[Exercise objective]: Starting with the first line and ending with the one that holds "pub fn min_role(&self)", retype the entries exactly.

Content starts

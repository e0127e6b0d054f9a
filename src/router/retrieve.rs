//! `RET` sub-queries.

use std::str::FromStr;

use chrono::NaiveDate;

use super::{Caller, CommandRouter, Outcome, required_text};
use crate::{
    directory::{MessageFilter, StoredMessage},
    error::RouteError,
    message::Message,
    role::Role,
};

/// A parsed `RET` query.
#[derive(Clone, Debug, PartialEq, Eq)]
pub enum Query {
    Users,
    Online,
    Groups,
    Group(String),
    GroupMessages(String),
    SentMessages,
    ReceivedMessages,
    Wiretaps,
    Sender(String),
    Receiver(String),
    Content(String),
    Date(NaiveDate),
}

impl Query {
    /// Lowest role allowed to run the query.
    #[must_use]
    pub fn min_role(&self) -> Role {
        match self {
            Query::Users
            | Query::Online
            | Query::Groups
            | Query::Group(_)
            | Query::GroupMessages(_)
            | Query::SentMessages
            | Query::ReceivedMessages => Role::User,
            Query::Wiretaps => Role::Agency,
            Query::Sender(_) | Query::Receiver(_) | Query::Content(_) | Query::Date(_) => {
                Role::Admin
            }
        }
    }
}

fn argument(keyword: &str, arg: &str) -> Result<String, RouteError> {
    if arg.is_empty() {
        return Err(RouteError::invalid(format!("{keyword} needs an argument")));
    }
    Ok(arg.to_owned())
}

/// Parses `<KEYWORD> [argument]`. The keyword is case-insensitive; the
/// argument is the rest of the text, trimmed.
impl FromStr for Query {
    type Err = RouteError;

    fn from_str(s: &str) -> Result<Self, Self::Err> {
        let s = s.trim();
        let (keyword, arg) = s
            .split_once(char::is_whitespace)
            .map_or((s, ""), |(keyword, arg)| (keyword, arg.trim()));
        let query = match keyword.to_ascii_uppercase().as_str() {
            "USERS" => Query::Users,
            "ONLINE" => Query::Online,
            "GROUPS" => Query::Groups,
            "GROUP" => Query::Group(argument(keyword, arg)?),
            "GROUP_MESSAGES" => Query::GroupMessages(argument(keyword, arg)?),
            "SEND_MESSAGES" => Query::SentMessages,
            "RECEIVE_MESSAGES" => Query::ReceivedMessages,
            "WIRETAPS" | "REQUESTS" => Query::Wiretaps,
            "SENDER" => Query::Sender(argument(keyword, arg)?),
            "RECEIVER" => Query::Receiver(argument(keyword, arg)?),
            "CONTENT" => Query::Content(argument(keyword, arg)?),
            "DATE" => {
                let day = argument(keyword, arg)?;
                Query::Date(
                    NaiveDate::parse_from_str(&day, "%Y-%m-%d")
                        .map_err(|_| RouteError::invalid(format!("bad date {day}")))?,
                )
            }
            _ => return Err(RouteError::UnknownQuery(s.to_owned())),
        };
        Ok(query)
    }
}

fn history(messages: Vec<StoredMessage>) -> Vec<String> {
    messages.iter().map(ToString::to_string).collect()
}

impl CommandRouter {
    pub(super) fn retrieve(
        &self,
        caller: Caller<'_>,
        message: &Message,
    ) -> Result<Outcome, RouteError> {
        let query: Query = required_text(message, "query")?.parse()?;
        if !caller.role.permits(query.min_role()) {
            return Err(RouteError::PermissionDenied);
        }
        let lines = self.run_query(caller, query)?;

        let mut replies: Vec<Message> = lines
            .iter()
            .map(|line| {
                let reply = Message::retrieve_result(caller.name, line);
                self.scrub_for(caller.name, &reply)
            })
            .collect();
        let summary = format!("{} results", lines.len());
        replies.push(Message::acknowledge(caller.name, Some(&summary)));
        Ok(Outcome::replies(replies))
    }

    fn run_query(&self, caller: Caller<'_>, query: Query) -> Result<Vec<String>, RouteError> {
        let store = &self.ctx.store;
        let lines = match query {
            Query::Users => self.ctx.users.user_names(),
            Query::Online => self.ctx.registry.active_names(),
            Query::Groups => self.ctx.groups.groups(),
            Query::Group(group) => self.ctx.groups.members(&group)?,
            Query::GroupMessages(group) => {
                if !self.ctx.groups.exists(&group) {
                    return Err(RouteError::UnknownGroup(group));
                }
                if !caller.role.permits(Role::Admin)
                    && !self.ctx.groups.is_member(&group, caller.name)
                {
                    return Err(RouteError::NotMember(group));
                }
                history(store.query(&MessageFilter::Group(group)))
            }
            Query::SentMessages => {
                history(store.query(&MessageFilter::Sender(caller.name.to_owned())))
            }
            Query::ReceivedMessages => {
                history(store.query(&MessageFilter::Receiver(caller.name.to_owned())))
            }
            Query::Wiretaps => self
                .ctx
                .wiretaps
                .visible_to(caller.name, caller.role)
                .iter()
                .map(ToString::to_string)
                .collect(),
            Query::Sender(user) => history(store.query(&MessageFilter::Sender(user))),
            Query::Receiver(user) => history(store.query(&MessageFilter::Receiver(user))),
            Query::Content(needle) => history(store.query(&MessageFilter::Content(needle))),
            Query::Date(day) => history(store.query(&MessageFilter::Date(day))),
        };
        Ok(lines)
    }
}

#[cfg(test)]
mod tests {
    use rstest::rstest;

    use super::*;

    #[rstest]
    #[case("USERS", Query::Users)]
    #[case("online", Query::Online)]
    #[case("GROUP friends", Query::Group("friends".into()))]
    #[case("group_messages  friends ", Query::GroupMessages("friends".into()))]
    #[case("REQUESTS", Query::Wiretaps)]
    #[case("CONTENT hello there", Query::Content("hello there".into()))]
    #[case(
        "DATE 2024-03-01",
        Query::Date(NaiveDate::from_ymd_opt(2024, 3, 1).expect("date"))
    )]
    fn parses_queries(#[case] input: &str, #[case] expected: Query) {
        assert_eq!(input.parse::<Query>(), Ok(expected));
    }

    #[test]
    fn unknown_keyword_is_reported() {
        assert_eq!(
            "FRIENDS".parse::<Query>(),
            Err(RouteError::UnknownQuery("FRIENDS".into()))
        );
    }

    #[rstest]
    #[case("GROUP")]
    #[case("SENDER   ")]
    #[case("DATE yesterday")]
    fn missing_or_bad_arguments_are_invalid(#[case] input: &str) {
        assert!(matches!(
            input.parse::<Query>(),
            Err(RouteError::InvalidArgument(_))
        ));
    }

    #[test]
    fn admin_queries_need_admin() {
        assert_eq!(Query::Sender("bob".into()).min_role(), Role::Admin);
        assert_eq!(Query::Wiretaps.min_role(), Role::Agency);
        assert_eq!(Query::SentMessages.min_role(), Role::User);
    }
}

Content ends

[Written solution]:
repository e0127e6b0d054f9a
filename src/router/retrieve.rs
//! `RET` sub-queries.

use std::str::FromStr;

use chrono::NaiveDate;

use super::{Caller, CommandRouter, Outcome, required_text};
use crate::{
    directory::{MessageFilter, StoredMessage},
    error::RouteError,
    message::Message,
    role::Role,
};

/// A parsed `RET` query.
#[derive(Clone, Debug, PartialEq, Eq)]
pub enum Query {
    Users,
    Online,
    Groups,
    Group(String),
    GroupMessages(String),
    SentMessages,
    ReceivedMessages,
    Wiretaps,
    Sender(String),
    Receiver(String),
    Content(String),
    Date(NaiveDate),
}

impl Query {
    /// Lowest role allowed to run the query.
    #[must_use]
    pub fn min_role(&self) -> Role {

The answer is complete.